If you have excess food in your fridge or freezer, freeze them for a day when you won’t have time to cook dinner from scratch or run out for takeout.

3. Use Glass Jars

Glass jars are great for storing dry goods, but they’re even better for storing fresh produce.

9 Simple Storage Methods to Help You Reduce Food Waste

Any fruit or vegetable you can put in a Ziploc bag will store well in a glass jar, especially if you cut off as much of its air supply as possible by screwing on those lids tight and using all that excess space inside.

4. Toss the Fruit Flies

Fruit flies are often one of the first signs that food has gone bad. While they’re not harmful, they can quickly multiply in a matter of days and lead to unwanted waste.

Find out how you can avoid having fruit flies infest your leftover foods by keeping your leftovers in a sealable container with some air holes poked into it.

Once you’ve covered your food, keep it tightly sealed in plastic wrap and place inside a freezer-safe bag before storing in your freezer.

5. Store Vegetables and Herbs in Ice Water

Storing greens and herbs in ice water is a great way to keep them fresh for longer. Fill a bowl with water, add some ice cubes, place your greens into it, then cover with a plastic bag.

Keep your refrigerator cold at all times: It’s important to always maintain cold temperatures inside your fridge (ideally between 33 and 40 degrees Fahrenheit). This prevents bacteria from growing and keeps food safe to eat!

6. Don’t Toss Greens

Greens like spinach and Swiss chard have a shorter shelf life than other produce items, but they can be easily frozen. Simply remove stems, wash thoroughly and dry before placing in freezer bags or containers.

These greens will actually keep better than fresh greens if you freeze them right away; store-bought greens are often older and thus more prone to spoilage.

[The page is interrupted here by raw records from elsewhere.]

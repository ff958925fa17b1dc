use argon2::{
    Argon2,
    password_hash::{PasswordHash, PasswordHasher, PasswordVerifier, SaltString, rand_core::OsRng},
};
use axum_helpers::PageParams;
use std::sync::Arc;
use uuid::Uuid;

use crate::error::{UserError, UserResult};
use crate::models::{
    NewUser, RegisterUser, UpdateUser, User, UserChanges, UserDetail, UserFilter,
    UserListResponse, UserResponse, normalize_email,
};
use crate::repository::UserRepository;

/// Service layer for User business logic
#[derive(Clone)]
pub struct UserService<R: UserRepository> {
    repository: Arc<R>,
}

impl<R: UserRepository> UserService<R> {
    pub fn new(repository: R) -> Self {
        Self {
            repository: Arc::new(repository),
        }
    }

    /// Register a customer together with their address
    pub async fn register(&self, input: RegisterUser) -> UserResult<User> {
        let address = input.address.ok_or(UserError::MissingAddress)?;
        let email_address = normalize_email(&input.email_address);

        if self.repository.get_by_email(&email_address).await?.is_some() {
            return Err(UserError::EmailRegistered);
        }

        let user = NewUser {
            email_address,
            password_hash: hash_password(&input.password)?,
            first_name: input.first_name.trim().to_string(),
            last_name: input.last_name.trim().to_string(),
            is_admin: false,
        };

        self.repository.create(user, Some(address)).await
    }

    /// Check email and password (for login)
    pub async fn verify_credentials(&self, email: &str, password: &str) -> UserResult<User> {
        let user = self
            .repository
            .get_by_email(&normalize_email(email))
            .await?
            .ok_or(UserError::UnknownEmail)?;

        if !verify_password(password, &user.password_hash)? {
            return Err(UserError::InvalidCredentials);
        }

        Ok(user)
    }

    /// The user, if it still exists
    pub async fn find_user(&self, id: Uuid) -> UserResult<Option<User>> {
        self.repository.get_by_id(id).await
    }

    pub async fn get_user(&self, id: Uuid) -> UserResult<UserDetail> {
        let user = self
            .repository
            .get_by_id(id)
            .await?
            .ok_or(UserError::NotFound(id))?;

        let address = match user.address_id {
            Some(address_id) => self.repository.get_address(address_id).await?,
            None => None,
        };

        Ok(UserDetail {
            user: user.into(),
            address,
        })
    }

    pub async fn list_users(&self, filter: UserFilter) -> UserResult<UserListResponse> {
        let paging: PageParams = filter.paging();
        let (users, total) = self
            .repository
            .list(filter.search_term(), paging.window())
            .await?;

        Ok(UserListResponse::new(
            users.into_iter().map(UserResponse::from).collect(),
            total,
            paging.meta(total),
        ))
    }

    /// Update a user. `is_admin` is only applied when `caller_is_admin`.
    pub async fn update_user(
        &self,
        id: Uuid,
        input: UpdateUser,
        caller_is_admin: bool,
    ) -> UserResult<UserResponse> {
        let user = self
            .repository
            .get_by_id(id)
            .await?
            .ok_or(UserError::NotFound(id))?;

        let email_address = match input.email_address {
            Some(email) => {
                let email = normalize_email(&email);
                if email != user.email_address {
                    if let Some(other) = self.repository.get_by_email(&email).await? {
                        if other.id != id {
                            return Err(UserError::DuplicateEmail);
                        }
                    }
                }
                email
            }
            None => user.email_address,
        };

        let password_hash = match input.password {
            Some(password) => hash_password(&password)?,
            None => user.password_hash,
        };

        let is_admin = match input.is_admin {
            Some(is_admin) if caller_is_admin => is_admin,
            _ => user.is_admin,
        };

        let changes = UserChanges {
            email_address,
            password_hash,
            first_name: input.first_name.unwrap_or(user.first_name),
            last_name: input.last_name.unwrap_or(user.last_name),
            is_admin,
        };

        let updated = self.repository.update(id, changes, input.address).await?;
        Ok(updated.into())
    }

    pub async fn delete_user(&self, id: Uuid) -> UserResult<()> {
        if !self.repository.delete(id).await? {
            return Err(UserError::NotFound(id));
        }
        Ok(())
    }

    pub async fn count_users(&self) -> UserResult<u64> {
        self.repository.count().await
    }

    /// Create an administrator account unless the email is already registered.
    /// Returns whether an account was created.
    pub async fn ensure_admin(&self, email: &str, password: &str) -> UserResult<bool> {
        let email_address = normalize_email(email);
        if self.repository.get_by_email(&email_address).await?.is_some() {
            return Ok(false);
        }

        let admin = NewUser {
            email_address,
            password_hash: hash_password(password)?,
            first_name: "Admin".to_string(),
            last_name: "Teashop".to_string(),
            is_admin: true,
        };
        let created = self.repository.create(admin, None).await?;

        tracing::info!(user_id = %created.id, "Created administrator account");
        Ok(true)
    }
}

fn hash_password(password: &str) -> UserResult<String> {
    let salt = SaltString::generate(&mut OsRng);

    Argon2::default()
        .hash_password(password.as_bytes(), &salt)
        .map(|hash| hash.to_string())
        .map_err(|e| UserError::PasswordHash(e.to_string()))
}

fn verify_password(password: &str, hash: &str) -> UserResult<bool> {
    let parsed_hash = PasswordHash::new(hash).map_err(|e| UserError::PasswordHash(e.to_string()))?;

    Ok(Argon2::default()
        .verify_password(password.as_bytes(), &parsed_hash)
        .is_ok())
}

#[cfg(test)]
mod tests {
    use super::*;
    use crate::models::AddressInput;
    use crate::repository::MockUserRepository;
    use chrono::Utc;
    use mockall::predicate::eq;

    fn stored_user(email: &str, password: &str) -> User {
        User {
            id: Uuid::now_v7(),
            email_address: email.to_string(),
            password_hash: hash_password(password).unwrap(),
            first_name: "Anna".to_string(),
            last_name: "Schmidt".to_string(),
            is_admin: false,
            address_id: None,
            created_at: Utc::now(),
            updated_at: Utc::now(),
        }
    }

    fn register_input(address: Option<AddressInput>) -> RegisterUser {
        RegisterUser {
            email_address: " Anna@Example.com ".to_string(),
            password: "correct-horse".to_string(),
            first_name: "Anna".to_string(),
            last_name: "Schmidt".to_string(),
            address,
        }
    }

    fn address() -> AddressInput {
        AddressInput {
            country: "Germany".to_string(),
            state: String::new(),
            city: "Berlin".to_string(),
            postal_code: "10115".to_string(),
            street: "Chausseestraße".to_string(),
            house_number: "12".to_string(),
            address_addition: String::new(),
        }
    }

    #[tokio::test]
    async fn test_register_requires_address() {
        let service = UserService::new(MockUserRepository::new());

        let result = service.register(register_input(None)).await;
        assert!(matches!(result, Err(UserError::MissingAddress)));
    }

    #[tokio::test]
    async fn test_register_rejects_taken_email() {
        let mut mock_repo = MockUserRepository::new();
        mock_repo
            .expect_get_by_email()
            .with(eq("anna@example.com"))
            .returning(|email| Ok(Some(stored_user(email, "whatever-pw"))));

        let service = UserService::new(mock_repo);
        let result = service.register(register_input(Some(address()))).await;

        assert!(matches!(result, Err(UserError::EmailRegistered)));
    }

    #[tokio::test]
    async fn test_register_hashes_password_and_lowercases_email() {
        let mut mock_repo = MockUserRepository::new();
        mock_repo.expect_get_by_email().returning(|_| Ok(None));
        mock_repo
            .expect_create()
            .withf(|user, address| {
                user.email_address == "anna@example.com"
                    && user.password_hash.starts_with("$argon2")
                    && !user.is_admin
                    && address.is_some()
            })
            .returning(|user, _| {
                let mut stored = stored_user(&user.email_address, "correct-horse");
                stored.password_hash = user.password_hash;
                Ok(stored)
            });

        let service = UserService::new(mock_repo);
        let user = service
            .register(register_input(Some(address())))
            .await
            .unwrap();

        assert!(verify_password("correct-horse", &user.password_hash).unwrap());
    }

    #[tokio::test]
    async fn test_verify_credentials() {
        let mut mock_repo = MockUserRepository::new();
        mock_repo
            .expect_get_by_email()
            .returning(|email| match email {
                "anna@example.com" => Ok(Some(stored_user(email, "correct-horse"))),
                _ => Ok(None),
            });

        let service = UserService::new(mock_repo);

        assert!(
            service
                .verify_credentials("ANNA@example.com", "correct-horse")
                .await
                .is_ok()
        );
        assert!(matches!(
            service
                .verify_credentials("anna@example.com", "wrong-password")
                .await,
            Err(UserError::InvalidCredentials)
        ));
        assert!(matches!(
            service
                .verify_credentials("nobody@example.com", "correct-horse")
                .await,
            Err(UserError::UnknownEmail)
        ));
    }

    #[tokio::test]
    async fn test_update_ignores_admin_flag_from_non_admin() {
        let existing = stored_user("anna@example.com", "correct-horse");
        let id = existing.id;

        let mut mock_repo = MockUserRepository::new();
        mock_repo
            .expect_get_by_id()
            .with(eq(id))
            .returning(move |_| Ok(Some(existing.clone())));
        mock_repo
            .expect_update()
            .withf(|_, changes, _| !changes.is_admin && changes.first_name == "Annika")
            .returning(|id, changes, _| {
                let mut user = stored_user(&changes.email_address, "correct-horse");
                user.id = id;
                user.first_name = changes.first_name;
                Ok(user)
            });

        let service = UserService::new(mock_repo);
        let input = UpdateUser {
            first_name: Some("Annika".to_string()),
            is_admin: Some(true),
            ..Default::default()
        };

        let updated = service.update_user(id, input, false).await.unwrap();
        assert!(!updated.is_admin);
        assert_eq!(updated.first_name, "Annika");
    }

    #[tokio::test]
    async fn test_update_rejects_email_of_other_user() {
        let existing = stored_user("anna@example.com", "correct-horse");
        let id = existing.id;

        let mut mock_repo = MockUserRepository::new();
        mock_repo
            .expect_get_by_id()
            .returning(move |_| Ok(Some(existing.clone())));
        mock_repo
            .expect_get_by_email()
            .with(eq("bernd@example.com"))
            .returning(|email| Ok(Some(stored_user(email, "other-password"))));

        let service = UserService::new(mock_repo);
        let input = UpdateUser {
            email_address: Some("Bernd@example.com".to_string()),
            ..Default::default()
        };

        let result = service.update_user(id, input, true).await;
        assert!(matches!(result, Err(UserError::DuplicateEmail)));
    }

    #[tokio::test]
    async fn test_get_user_not_found() {
        let mut mock_repo = MockUserRepository::new();
        mock_repo.expect_get_by_id().returning(|_| Ok(None));

        let service = UserService::new(mock_repo);
        let id = Uuid::now_v7();

        assert!(matches!(
            service.get_user(id).await,
            Err(UserError::NotFound(missing)) if missing == id
        ));
    }

    #[tokio::test]
    async fn test_ensure_admin_is_idempotent() {
        let mut mock_repo = MockUserRepository::new();
        mock_repo
            .expect_get_by_email()
            .returning(|email| Ok(Some(stored_user(email, "admin-password"))));
        mock_repo.expect_create().never();

        let service = UserService::new(mock_repo);
        let created = service
            .ensure_admin("admin@example.com", "admin-password")
            .await
            .unwrap();

        assert!(!created);
    }
}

7. Keep Leftovers In The Freezer

Leftovers make great meals for unexpected days off work or a night you need something quick, easy and ready.

9 Simple Storage Methods to Help You Reduce Food Waste

By freezing your leftovers, you’ll have an extra supply of meals that can be defrosted on a moment’s notice.

This is especially useful if you like using leftovers for lunches—freezing them ensures they’ll still taste as good when reheated as they did when freshly cooked.

8. Dehydrate Your Veggies

If you love your vegetables but don’t have room in your refrigerator for leftovers, consider drying them out.

Just wash and chop whatever produce you want to save, place it on a baking sheet or dehydrator tray, and pop it in a preheated (150-200 F) oven or dehydrator for an hour or two. The time will vary depending on what you are drying; some things may only need an hour while others may need several hours.

9. Rotate Your Stock

Like any other perishable food, certain foods are more likely to spoil than others. Meats can turn if they sit out at room temperature too long, while some veggies should never be refrigerated.

If you frequently buy a specific kind of produce, there’s a good chance you could be throwing away more than your fair share.